Recently, I stole my husband’s copy of Why Guys Need God, by Mike Erre. And though I’ve always known that our society has done a disservice to our young women by portraying these images of perfection, I never really understood “the why”, beyond the inherent sinful nature of man. But Erre shed light on this perversion of beauty by tying our culture’s destructive behavior back to Genesis 1 and the curse on humanity.

 Erre describes this consumptive and objective mentality towards women as an assault on the very heart of femininity.
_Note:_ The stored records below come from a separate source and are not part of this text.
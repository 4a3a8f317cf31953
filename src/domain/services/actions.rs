#[cfg(test)]
#[path = "actions_test.rs"]
mod tests;

use std::sync::Arc;

use anyhow::Result;
use tokio::sync::mpsc;

use crate::domain::models::Action;
use crate::domain::models::DirectionsBox;
use crate::domain::models::Event;
use crate::domain::models::RoutePrompt;

async fn request_route(directions: &DirectionsBox, prompt: RoutePrompt) -> Event {
    tracing::debug!(
        session_id = %prompt.session_id,
        message_index = prompt.message_index,
        "Requesting directions"
    );

    match directions.request_route(&prompt.text).await {
        Ok(response) => {
            return Event::RouteResponse {
                session_id: prompt.session_id,
                message_index: prompt.message_index,
                response,
            };
        }
        Err(err) => {
            tracing::error!(
                session_id = %prompt.session_id,
                message_index = prompt.message_index,
                error = ?err,
                "Directions request failed"
            );
            return Event::RouteFailed {
                session_id: prompt.session_id,
                message_index: prompt.message_index,
                error: err.to_string(),
            };
        }
    }
}

pub struct ActionsService {}

impl ActionsService {
    /// Serves actions until every sender is dropped. Each route request runs
    /// on its own task, so a slow response never holds up the next prompt.
    pub async fn start(
        directions: DirectionsBox,
        tx: mpsc::UnboundedSender<Event>,
        rx: &mut mpsc::UnboundedReceiver<Action>,
    ) -> Result<()> {
        let directions = Arc::new(directions);

        while let Some(action) = rx.recv().await {
            match action {
                Action::RouteRequest(prompt) => {
                    let directions = directions.clone();
                    let worker_tx = tx.clone();
                    tokio::spawn(async move {
                        let event = request_route(&directions, prompt).await;
                        if worker_tx.send(event).is_err() {
                            tracing::debug!("Dropping directions result, nobody is listening");
                        }
                    });
                }
            }
        }

        return Ok(());
    }
}
#[cfg(test)]
#[path = "config_test.rs"]
mod tests;

use std::env;
use std::path;

use anyhow::bail;
use anyhow::Result;
use clap::ArgMatches;
use clap::Command;
use dashmap::DashMap;
use once_cell::sync::Lazy;
use strum::EnumIter;
use strum::EnumVariantNames;
use strum::IntoEnumIterator;
use tokio::fs;

use crate::domain::models::RendererName;
use crate::domain::services::PanelSide;

static CONFIG: Lazy<DashMap<String, String>> = Lazy::new(DashMap::new);

pub const DEFAULT_DIRECTIONS_URL: &str = "https://polaris-backend-mauve.vercel.app/api/directions";

#[derive(Clone, Copy, Debug, Eq, PartialEq, EnumIter, EnumVariantNames, strum::Display)]
#[strum(serialize_all = "kebab-case")]
pub enum ConfigKey {
    ConfigFile,
    DirectionsURL,
    GeolocationTimeout,
    Location,
    PanelSide,
    PanelWidth,
    Renderer,
    TravelMode,
    Username,
}

pub struct Config {}

impl Config {
    pub fn get(key: ConfigKey) -> String {
        if let Some(val) = CONFIG.get(&key.to_string()) {
            return val.to_string();
        }

        return "".to_string();
    }

    pub fn set(key: ConfigKey, value: &str) {
        CONFIG.insert(key.to_string(), value.to_string());
    }

    pub fn default_config_path() -> path::PathBuf {
        #[cfg(not(target_os = "macos"))]
        let config_dir = dirs::config_dir().unwrap_or_default();
        #[cfg(target_os = "macos")]
        let config_dir = path::PathBuf::from(env::var("HOME").unwrap_or_default()).join(".config");

        return config_dir.join("polaris/config.toml");
    }

    pub fn default(key: ConfigKey) -> String {
        if key == ConfigKey::Username {
            let mut user = env::var("USER").unwrap_or_else(|_| return "".to_string());
            if user.is_empty() {
                user = "traveler".to_string();
            }

            return user;
        }

        if key == ConfigKey::ConfigFile {
            return Config::default_config_path().to_string_lossy().to_string();
        }

        let default_renderer = RendererName::Terminal.to_string();
        let default_panel_side = PanelSide::Right.to_string();

        let res = match key {
            ConfigKey::DirectionsURL => DEFAULT_DIRECTIONS_URL,
            ConfigKey::GeolocationTimeout => "5000",
            ConfigKey::Location => "",
            ConfigKey::PanelSide => &default_panel_side,
            ConfigKey::PanelWidth => "400",
            ConfigKey::Renderer => &default_renderer,
            ConfigKey::TravelMode => "driving",

            // Special
            ConfigKey::ConfigFile => "",
            ConfigKey::Username => "",
        };

        return res.to_string();
    }

    pub fn get_number(key: ConfigKey) -> Result<u64> {
        return Config::parse_number(key, &Config::get(key));
    }

    /// Parses a numeric setting, naming the key when the value is unusable.
    pub fn parse_number(key: ConfigKey, val: &str) -> Result<u64> {
        if let Ok(num) = val.trim().parse::<u64>() {
            return Ok(num);
        }

        bail!(format!("Config key '{key}' must be a whole number, got \"{val}\""))
    }

    pub async fn load(cmd: Command, clap_arg_matches: Vec<&ArgMatches>) -> Result<()> {
        for key in ConfigKey::iter() {
            Config::set(key, &Config::default(key))
        }

        let mut config_file = Config::default(ConfigKey::ConfigFile);
        for matches in clap_arg_matches.as_slice() {
            if let Ok(Some(arg_config_file)) =
                matches.try_get_one::<String>(&ConfigKey::ConfigFile.to_string())
            {
                config_file = arg_config_file.to_string();
            }
        }

        let config_path = path::PathBuf::from(config_file);
        if config_path.exists() {
            let toml_str = fs::read_to_string(&config_path).await?;
            let doc = toml_str.parse::<toml_edit::Document>()?;

            for key in ConfigKey::iter() {
                let val = match doc.get(&key.to_string()) {
                    Some(val) => val,
                    None => continue,
                };

                // Use clap value parsers to do validation.
                let possible_values = cmd
                    .get_arguments()
                    .find(|e| return e.get_long() == Some(key.to_string().as_str()))
                    .map(|arg| {
                        return arg
                            .get_possible_values()
                            .iter()
                            .map(|e| return e.get_name().to_string())
                            .collect::<Vec<String>>();
                    })
                    .unwrap_or_default();

                if let Some(val_int) = val.as_integer() {
                    Config::set(key, &val_int.to_string());
                } else if let Some(val_str) = val.as_str() {
                    if val_str.is_empty() {
                        continue;
                    }
                    if !possible_values.is_empty()
                        && !possible_values.contains(&val_str.to_string())
                    {
                        bail!(format!("config.toml has an invalid value for key '{key}': {val_str}\nPossible values are: {}", possible_values.join(", ")));
                    }
                    Config::set(key, val_str);
                } else {
                    bail!(format!(
                        "config.toml has an invalid value for key '{key}': expected a string or integer"
                    ));
                }
            }
        }

        for key in ConfigKey::iter() {
            for matches in clap_arg_matches.as_slice() {
                if let Ok(Some(val)) = matches.try_get_one::<String>(&key.to_string()) {
                    if val.is_empty() {
                        continue;
                    }
                    Config::set(key, val)
                }
            }
        }

        tracing::debug!(
            username = Config::get(ConfigKey::Username),
            directions_url = Config::get(ConfigKey::DirectionsURL),
            geolocation_timeout = Config::get(ConfigKey::GeolocationTimeout),
            location = Config::get(ConfigKey::Location),
            panel_side = Config::get(ConfigKey::PanelSide),
            panel_width = Config::get(ConfigKey::PanelWidth),
            renderer = Config::get(ConfigKey::Renderer),
            travel_mode = Config::get(ConfigKey::TravelMode),
            "config"
        );

        return Ok(());
    }

    pub fn serialize_default(cmd: Command) -> String {
        let toml_str = ConfigKey::iter()
            .filter_map(|key| {
                if key == ConfigKey::ConfigFile {
                    return None;
                }

                if key == ConfigKey::Username {
                    return Some(
                        "# Name used when greeting you in the chat.\n# username = \"\"".to_string(),
                    );
                }

                let arg = cmd
                    .get_arguments()
                    .find(|e| return e.get_long() == Some(key.to_string().as_str()))?;

                let mut description = arg
                    .get_help()
                    .map(|help| return help.to_string())
                    .unwrap_or_default();

                description = description
                    .split("[default:")
                    .next()
                    .unwrap_or_default()
                    .trim()
                    .to_string();

                if !arg.get_possible_values().is_empty() {
                    let possible_values = arg
                        .get_possible_values()
                        .iter()
                        .map(|e| return e.get_name())
                        .collect::<Vec<_>>()
                        .join(", ");
                    description = format!("{description} [possible values: {}]", possible_values);
                }

                let mut val = Config::default(key);
                if val.is_empty() {
                    val = format!("# {key} = \"\"");
                } else if val.parse::<i64>().is_ok() {
                    val = format!("{key} = {val}");
                } else {
                    val = format!("{key} = \"{val}\"");
                }

                return Some(format!("# {description}\n{val}"));
            })
            .collect::<Vec<String>>()
            .join("\n\n");

        return toml_str;
    }
}
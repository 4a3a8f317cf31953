#[cfg(test)]
#[path = "headless_test.rs"]
mod tests;

use std::sync::Arc;
use std::sync::Mutex;
use std::sync::MutexGuard;
use std::sync::PoisonError;
use std::time::Duration;

use super::RenderCall;
use crate::domain::models::BoundingBox;
use crate::domain::models::Easing;
use crate::domain::models::LngLat;
use crate::domain::models::LoadCallback;
use crate::domain::models::MapRenderer;
use crate::domain::models::MarkerHandle;
use crate::domain::models::MarkerStyle;
use crate::domain::models::Padding;
use crate::domain::models::PathStyle;
use crate::domain::models::Projection;
use crate::domain::models::RendererName;

#[derive(Default)]
struct HeadlessState {
    calls: Vec<RenderCall>,
    center: LngLat,
    zoom: f64,
    projection: Option<Projection>,
    paths: Vec<(String, Vec<LngLat>)>,
    markers: Vec<(MarkerHandle, LngLat, MarkerStyle)>,
    next_marker: u64,
    animations: usize,
    last_animation: Option<(Duration, Easing)>,
    loaded: bool,
    load_callbacks: Vec<LoadCallback>,
}

/// Read side of a [`HeadlessRenderer`], kept by whoever wants to inspect the
/// map after the renderer itself has been handed off.
#[derive(Clone, Default)]
pub struct HeadlessHandle {
    state: Arc<Mutex<HeadlessState>>,
}

impl HeadlessHandle {
    fn lock(&self) -> MutexGuard<HeadlessState> {
        return self.state.lock().unwrap_or_else(PoisonError::into_inner);
    }

    pub fn center(&self) -> LngLat {
        return self.lock().center;
    }
}

#[cfg(test)]
impl HeadlessHandle {
    pub fn calls(&self) -> Vec<RenderCall> {
        return self.lock().calls.clone();
    }

    pub fn clear_calls(&self) {
        self.lock().calls.clear();
    }

    pub fn zoom(&self) -> f64 {
        return self.lock().zoom;
    }

    pub fn projection(&self) -> Option<Projection> {
        return self.lock().projection;
    }

    pub fn path(&self, id: &str) -> Option<Vec<LngLat>> {
        return self
            .lock()
            .paths
            .iter()
            .find(|(path_id, _)| return path_id == id)
            .map(|(_, coordinates)| return coordinates.clone());
    }

    pub fn path_count(&self) -> usize {
        return self.lock().paths.len();
    }

    /// Markers currently on the map, in the order they were added.
    pub fn markers(&self) -> Vec<(LngLat, MarkerStyle)> {
        return self
            .lock()
            .markers
            .iter()
            .map(|(_, coordinate, style)| return (*coordinate, *style))
            .collect();
    }

    pub fn animation_count(&self) -> usize {
        return self.lock().animations;
    }

    pub fn last_animation(&self) -> Option<(Duration, Easing)> {
        return self.lock().last_animation;
    }

    /// Marks the base view as loaded and runs every waiting load callback.
    pub fn finish_loading(&self) {
        let callbacks = {
            let mut state = self.lock();
            state.loaded = true;
            std::mem::take(&mut state.load_callbacks)
        };

        for callback in callbacks {
            callback();
        }
    }
}

/// Keeps the map in memory without drawing anything. Useful when stdout is
/// not a terminal, and as the renderer under test.
pub struct HeadlessRenderer {
    handle: HeadlessHandle,
    load_on_initialize: bool,
}

impl Default for HeadlessRenderer {
    fn default() -> HeadlessRenderer {
        return HeadlessRenderer {
            handle: HeadlessHandle::default(),
            load_on_initialize: true,
        };
    }
}

#[cfg(test)]
impl HeadlessRenderer {
    /// A renderer whose base view only loads once
    /// [`HeadlessHandle::finish_loading`] is called.
    pub fn deferred() -> HeadlessRenderer {
        return HeadlessRenderer {
            handle: HeadlessHandle::default(),
            load_on_initialize: false,
        };
    }

    pub fn handle(&self) -> HeadlessHandle {
        return self.handle.clone();
    }
}

impl MapRenderer for HeadlessRenderer {
    fn name(&self) -> RendererName {
        return RendererName::Headless;
    }

    fn initialize(&mut self, center: LngLat, zoom: f64, projection: Projection) {
        let mut state = self.handle.lock();
        state.center = center;
        state.zoom = zoom;
        state.projection = Some(projection);
        state.loaded = self.load_on_initialize;
        state.calls.push(RenderCall::Initialize {
            center,
            zoom,
            projection,
        });
    }

    fn dispose(&mut self) {
        let mut state = self.handle.lock();
        tracing::debug!(
            zoom = state.zoom,
            projection = ?state.projection,
            animations = state.animations,
            last_animation = ?state.last_animation,
            paths = state.paths.len(),
            markers = state.markers.len(),
            "Disposing headless map"
        );
        state.paths.clear();
        state.markers.clear();
        state.projection = None;
        state.loaded = false;
        state.load_callbacks.clear();
        state.calls.push(RenderCall::Dispose);
    }

    fn add_path_overlay(&mut self, id: &str, coordinates: &[LngLat], _style: &PathStyle) {
        let mut state = self.handle.lock();
        state.paths.retain(|(path_id, _)| return path_id != id);
        state.paths.push((id.to_string(), coordinates.to_vec()));
        state.calls.push(RenderCall::AddPath {
            id: id.to_string(),
            coordinates: coordinates.to_vec(),
        });
    }

    fn remove_path_overlay(&mut self, id: &str) {
        let mut state = self.handle.lock();
        state.paths.retain(|(path_id, _)| return path_id != id);
        state.calls.push(RenderCall::RemovePath { id: id.to_string() });
    }

    fn add_marker(&mut self, coordinate: LngLat, style: MarkerStyle) -> MarkerHandle {
        let mut state = self.handle.lock();
        let handle = MarkerHandle(state.next_marker);
        state.next_marker += 1;
        state.markers.push((handle, coordinate, style));
        state.calls.push(RenderCall::AddMarker {
            handle,
            coordinate,
            style,
        });

        return handle;
    }

    fn remove_marker(&mut self, handle: MarkerHandle) {
        let mut state = self.handle.lock();
        state.markers.retain(|(marker, _, _)| return *marker != handle);
        state.calls.push(RenderCall::RemoveMarker { handle });
    }

    fn fit_to_bounds(&mut self, bounds: BoundingBox, padding: Padding) {
        let mut state = self.handle.lock();
        state.center = LngLat::new(
            (bounds.south_west.lng + bounds.north_east.lng) / 2.0,
            (bounds.south_west.lat + bounds.north_east.lat) / 2.0,
        );
        state.calls.push(RenderCall::FitToBounds { bounds, padding });
    }

    fn get_center(&self) -> LngLat {
        return self.handle.center();
    }

    fn animate_to(&mut self, center: LngLat, duration: Duration, easing: Easing) {
        let mut state = self.handle.lock();
        state.center = center;
        state.animations += 1;
        state.last_animation = Some((duration, easing));
    }

    fn on_load(&mut self, callback: LoadCallback) {
        let mut state = self.handle.lock();
        if !state.loaded {
            state.load_callbacks.push(callback);
            return;
        }

        drop(state);
        callback();
    }
}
As cursed men run from human weakness and overcompensate by trying to control things (women included), it has distorted the relationships between men and women.  If a woman is objectified, and her worth and honor stripped, then a man has control over her and subsequently, a world of detached men and women hungry for connection is born.  Generations of women, starved for attention by the distant men in their lives have created a culture of constant striving to somehow obtain the elusive power to heal the gap of loneliness, not recognizing that the striving only leads to an endless cycle of more detachment.

 Erre suggests that because “real” women can never measure up to images of the world, they either give up or continually compete for the illusive ideal,  starving and distorting their bodies (through surgery or other “treatments”) to create an image subject to the whims of  fashion and man’s desire.  

As a young woman, I fell into the striving category.  Now, I guess you could call me a recovering “striver.”

And so as I sat in the salon, and stewed in thoughts of negativity, the Spirit inside me burst forth, and I turned a proverbial spiritual corner.  Closing my eyes, I took a long breath and prayed for Jesus to comfort me.  I clung to His truth that illuminates the insidious evil of seduction and the temptation to compare and envy, forcing myself to remember that my appearance does not define my worth and that I am beautiful in the light of Christ’s sacrifice, never subject to the world’s obsession with youth and flawless perfection.   

I relaxed into my seat and smiled at the girl tending to my toes. Fortunately, she had no idea of the spiritual battle I had just waged in my head, and then I turned and smiled at the not so “real” woman next to me.  Empathy and understanding crashed over my heart like thundering waves as I realized that my battle was her battle, and that the great deceiver was whispering in her ear too.